EXERCISE INSTRUCTIONS
Scan the lines below; pull out those with "hint".

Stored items
——————————

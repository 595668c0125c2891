use model_record::{AdditionalProperties, Field, ModelRecord};

#[derive(Debug, Clone, PartialEq, ModelRecord)]
pub struct Column {
    pub name: String,
    pub r#type: String,
    #[model(optional)]
    pub hint: Field<String>,
    #[model(extra)]
    pub extra: AdditionalProperties,
}

fn main() {
    let column = Column::from_json_str(r#"{"name":"input","type":"str"}"#).unwrap();
    assert_eq!(column.r#type, "str");
    assert!(column.hint.is_unset());
}
//! LangWatch model checker
//!
//! Parses JSON documents as LangWatch API records, prints the normalized
//! document and confirms it survives a round-trip unchanged.

mod error;
mod models;

use std::io::Read;
use std::path::PathBuf;
use std::process::ExitCode;

use clap::{Parser, Subcommand};
use colored::Colorize;
use serde_json::Value;
use strum::IntoEnumIterator;
use tracing::{debug, info};
use tracing_subscriber::EnvFilter;

use crate::error::CliError;
use crate::models::ModelKind;

/// Check JSON documents against the typed LangWatch API records
#[derive(Parser, Debug)]
#[command(name = "lwm")]
#[command(author, version, about, long_about = None)]
struct Cli {
    #[command(subcommand)]
    command: Command,

    /// Increase verbosity (-v, -vv, -vvv)
    #[arg(short, long, action = clap::ArgAction::Count, global = true)]
    verbose: u8,
}

#[derive(Subcommand, Debug)]
enum Command {
    /// List the models `check` accepts
    Models,

    /// Parse a document as a model and verify it round-trips
    Check {
        /// Model name as listed by `lwm models` (e.g. "prompt-config-data")
        model: String,

        /// Read the document from this file instead of standard input
        #[arg(short, long)]
        file: Option<PathBuf>,

        /// Pretty-print the normalized document
        #[arg(long)]
        pretty: bool,
    },
}

/// Initializes stderr logging; `RUST_LOG` takes precedence over `-v`.
fn init_tracing(verbose: u8) {
    let base_filter = match std::env::var("RUST_LOG") {
        Ok(filter) => filter,
        Err(_) => match verbose {
            0 => "warn".to_string(),
            1 => "warn,lwm=info".to_string(),
            2 => "info,lwm=debug,model_record=debug".to_string(),
            _ => "debug,lwm=trace,model_record=trace".to_string(),
        },
    };

    let filter = EnvFilter::try_new(&base_filter).unwrap_or_else(|_| EnvFilter::new("warn"));

    tracing_subscriber::fmt()
        .with_env_filter(filter)
        .with_writer(std::io::stderr)
        .with_target(true)
        .compact()
        .init();
}

fn read_input(file: Option<&PathBuf>) -> Result<String, CliError> {
    match file {
        Some(path) => std::fs::read_to_string(path).map_err(|source| CliError::ReadFile {
            path: path.clone(),
            source,
        }),
        None => {
            let mut buffer = String::new();
            std::io::stdin()
                .read_to_string(&mut buffer)
                .map_err(CliError::ReadStdin)?;
            Ok(buffer)
        }
    }
}

fn list_models() {
    for kind in ModelKind::iter() {
        println!("{:<34} {}", kind.to_string(), kind.schema_name().dimmed());
    }
}

fn check(model: &str, file: Option<&PathBuf>, pretty: bool) -> Result<(), CliError> {
    let kind = ModelKind::from_name(model)?;
    let text = read_input(file)?;
    let value: Value = serde_json::from_str(&text)?;
    debug!(bytes = text.len(), "read input document");

    let report = kind.check(value)?;
    info!(model = %kind, "document round-trips");

    let rendered = if pretty {
        serde_json::to_string_pretty(&report.document)?
    } else {
        report.document.to_string()
    };
    println!("{rendered}");

    if let Some(variant) = report.variant {
        eprintln!("{} {variant}", "variant:".cyan());
    }
    if !report.extra_keys.is_empty() {
        eprintln!("{} {}", "extra keys:".yellow(), report.extra_keys.join(", "));
    }

    Ok(())
}

fn main() -> ExitCode {
    let cli = Cli::parse();
    init_tracing(cli.verbose);

    let result = match &cli.command {
        Command::Models => {
            list_models();
            Ok(())
        }
        Command::Check {
            model,
            file,
            pretty,
        } => check(model, file.as_ref(), *pretty),
    };

    match result {
        Ok(()) => ExitCode::SUCCESS,
        Err(err) => {
            eprintln!("{} {err}", "error:".red().bold());
            ExitCode::FAILURE
        }
    }
}
use model_record::{AdditionalProperties, ModelRecord, ModelUnion, WireValue, wire_literal};

wire_literal! {
    pub struct StartedTag = "STARTED";
}

wire_literal! {
    pub struct FinishedTag = "FINISHED";
}

#[derive(Debug, Clone, PartialEq, ModelRecord)]
pub struct Started {
    #[model(rename = "type")]
    pub kind: StartedTag,
    pub timestamp: f64,
    #[model(extra)]
    pub additional_properties: AdditionalProperties,
}

#[derive(Debug, Clone, PartialEq, ModelRecord)]
pub struct Finished {
    #[model(rename = "type")]
    pub kind: FinishedTag,
    pub status: String,
    #[model(extra)]
    pub additional_properties: AdditionalProperties,
}

#[derive(Debug, Clone, PartialEq, ModelUnion)]
#[model(name = "RunEvent", discriminator = "type")]
pub enum Event {
    #[model(tag = "STARTED")]
    Started(Started),
    #[model(tag = "FINISHED")]
    Finished(Finished),
}

#[derive(Debug, Clone, PartialEq, ModelUnion)]
pub enum Content {
    Text(String),
    Parts(Vec<String>),
}

fn main() {
    let event: Event = Started {
        kind: StartedTag,
        timestamp: 1.0,
        additional_properties: AdditionalProperties::new(),
    }
    .into();
    assert_eq!(event.variant_name(), "STARTED");

    let content = Content::from_wire(serde_json::json!(["a", "b"])).unwrap();
    assert_eq!(content.variant_name(), "Parts");
}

——————————

OUTPUT BELOW
    pub hint: Field<String>,
    assert!(column.hint.is_unset());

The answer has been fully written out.